→ **REQUIREMENT**: Every line in the records below with the string "Option" is to be copied out.

→ **STORED DATA**:
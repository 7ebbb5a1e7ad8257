use crate::core::Result;
use crate::monitor::Shutdown;
use std::future::Future;
use std::path::Path;

/// How a streamed device command ended.
#[derive(Debug, Clone, Copy, PartialEq, Eq)]
pub enum StreamEnd {
    Completed,
    Interrupted,
}

/// The device-side operations the collectors need.
///
/// `AdbClient` is the real implementation; tests script a fake one.
pub trait DeviceBridge {
    /// Runs `command` in the device shell and returns its stdout.
    ///
    /// A non-zero exit status is not an error: `pidof` exits 1 when nothing
    /// matches and `cat` fails once a pid is gone, and callers read that from
    /// the (empty) output.
    fn shell(&self, command: &str) -> impl Future<Output = Result<String>>;

    fn push(&self, local: &Path, remote: &str) -> impl Future<Output = Result<()>>;

    fn pull(&self, remote: &str, local: &Path) -> impl Future<Output = Result<()>>;

    /// Runs `command` to completion, handing each stdout line to `on_line`.
    /// Returns early with [`StreamEnd::Interrupted`] once `shutdown` fires.
    fn run_streaming(
        &self,
        command: &str,
        shutdown: &Shutdown,
        on_line: &mut dyn FnMut(&str),
    ) -> impl Future<Output = Result<StreamEnd>>;
}
#[derive(Debug, Clone, PartialEq)]
pub struct TopThread {
    pub tid: u32,
    pub name: String,
    pub cpu_percent: f64,
}

/// Parses thread rows laid out as
/// `TID USER PR NI VIRT RES SHR S %CPU %MEM TIME+ THREAD`.
/// Header, summary and malformed rows are skipped.
pub fn parse_top_threads(output: &str) -> Vec<TopThread> {
    output.lines().filter_map(parse_top_row).collect()
}

fn parse_top_row(line: &str) -> Option<TopThread> {
    let parts: Vec<&str> = line.split_whitespace().collect();
    if parts.len() < 12 {
        return None;
    }
    let tid: u32 = parts[0].parse().ok()?;
    if parts[7].chars().count() != 1 {
        return None;
    }
    let cpu_percent: f64 = parts[8].parse().ok()?;
    parts[9].parse::<f64>().ok()?;
    Some(TopThread {
        tid,
        name: parts[11].to_string(),
        cpu_percent,
    })
}
//! Charts, CSV and the console summary for a finished run.

pub mod chart;
pub mod export;
pub mod spike;
pub mod stats;

pub use chart::{ensure_available, ChartFormat, ChartSpec};
pub use spike::SpikePolicy;
pub use stats::{rank_top, summarize, RankedEntity, Summary};

use crate::monitor::{Point, Recording};
use crate::ui::ConsoleUi;
use anyhow::Context;
use chrono::{DateTime, Local};
use std::path::{Path, PathBuf};

#[derive(Debug, Clone)]
pub struct ReportSettings {
    pub output: PathBuf,
    pub top_k: usize,
    pub spike: SpikePolicy,
    pub app_label: String,
}

#[derive(Debug, Clone, PartialEq, Eq)]
pub struct ReportFiles {
    pub chart: PathBuf,
    pub csv: PathBuf,
}

fn time_points(points: &[Point]) -> Vec<(DateTime<Local>, f64)> {
    points.iter().map(|p| (p.at, p.value)).collect()
}

fn spike_times(points: &[Point], policy: &SpikePolicy) -> Vec<DateTime<Local>> {
    let values: Vec<f64> = points.iter().map(|p| p.value).collect();
    policy.spikes(&values).into_iter().map(|i| points[i].at).collect()
}

/// Two-pane chart plus `<stem>_data.csv` for a host-side run.
///
/// Returns `Ok(None)` without touching the filesystem when nothing was recorded.
pub fn report_live(recording: &Recording, settings: &ReportSettings) -> anyhow::Result<Option<ReportFiles>> {
    if recording.is_empty() {
        ConsoleUi::warn("No data collected!");
        return Ok(None);
    }
    ConsoleUi::info(&format!("Collected {} samples", recording.len()));

    let top = rank_top(recording.threads(), settings.top_k);
    let spec = ChartSpec {
        title: format!("{} CPU Usage Over Time", settings.app_label),
        total_label: "Total CPU".to_string(),
        total: time_points(recording.process()),
        spikes: spike_times(recording.process(), &settings.spike),
        threads_title: "Top Threads by CPU Usage".to_string(),
        threads: top
            .iter()
            .filter_map(|t| recording.thread(&t.name))
            .map(|s| (s.name().to_string(), time_points(s.points())))
            .collect(),
    };
    chart::render(&settings.output, &spec)
        .with_context(|| format!("Failed to render {}", settings.output.display()))?;
    ConsoleUi::success(&format!("Graph saved to: {}", settings.output.display()));

    let csv = export::data_csv_path(&settings.output);
    export::write_series_csv_file(&csv, recording, &top)
        .with_context(|| format!("Failed to write {}", csv.display()))?;
    ConsoleUi::success(&format!("Data saved to: {}", csv.display()));

    print_summary(&recording.process_values(), &settings.spike, &top);
    Ok(Some(ReportFiles {
        chart: settings.output.clone(),
        csv,
    }))
}

/// Single-pane chart for an on-device run; the raw device CSV is kept next to it
/// as `cpu_data.csv`.
pub fn report_ondevice(
    recording: &Recording,
    raw_csv: &Path,
    settings: &ReportSettings,
) -> anyhow::Result<Option<ReportFiles>> {
    if recording.is_empty() {
        ConsoleUi::warn("No data collected!");
        return Ok(None);
    }
    ConsoleUi::info(&format!("Collected {} samples", recording.len()));

    let spec = ChartSpec {
        title: format!("{} CPU Usage (On-Device - Minimal Overhead)", settings.app_label),
        total_label: "App CPU %".to_string(),
        total: time_points(recording.process()),
        spikes: spike_times(recording.process(), &settings.spike),
        threads_title: String::new(),
        threads: Vec::new(),
    };
    chart::render(&settings.output, &spec)
        .with_context(|| format!("Failed to render {}", settings.output.display()))?;
    ConsoleUi::success(&format!("Graph saved to: {}", settings.output.display()));

    let csv = settings.output.with_file_name("cpu_data.csv");
    std::fs::copy(raw_csv, &csv).with_context(|| format!("Failed to write {}", csv.display()))?;
    ConsoleUi::success(&format!("Data saved to: {}", csv.display()));

    print_summary(&recording.process_values(), &settings.spike, &[]);
    Ok(Some(ReportFiles {
        chart: settings.output.clone(),
        csv,
    }))
}

fn print_summary(values: &[f64], policy: &SpikePolicy, top: &[RankedEntity]) {
    let Some(summary) = summarize(values) else {
        return;
    };
    let threshold = policy.threshold(values);
    ConsoleUi::section("CPU Statistics");
    println!(
        "Total CPU - Avg: {:.1}%, Max: {:.1}%, Min: {:.1}%",
        summary.mean, summary.max, summary.min
    );
    println!("Spikes (>{:.0}%): {}", threshold, policy.spikes(values).len());
    if !top.is_empty() {
        println!("\nTop threads by average CPU:");
        for entity in top {
            ConsoleUi::stat_row(&entity.name, entity.mean, entity.max);
        }
    }
}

→ **YOUR RESPONSE**:
fn parse_top_row(line: &str) -> Option<TopThread> {
pub fn report_live(recording: &Recording, settings: &ReportSettings) -> anyhow::Result<Option<ReportFiles>> {
) -> anyhow::Result<Option<ReportFiles>> {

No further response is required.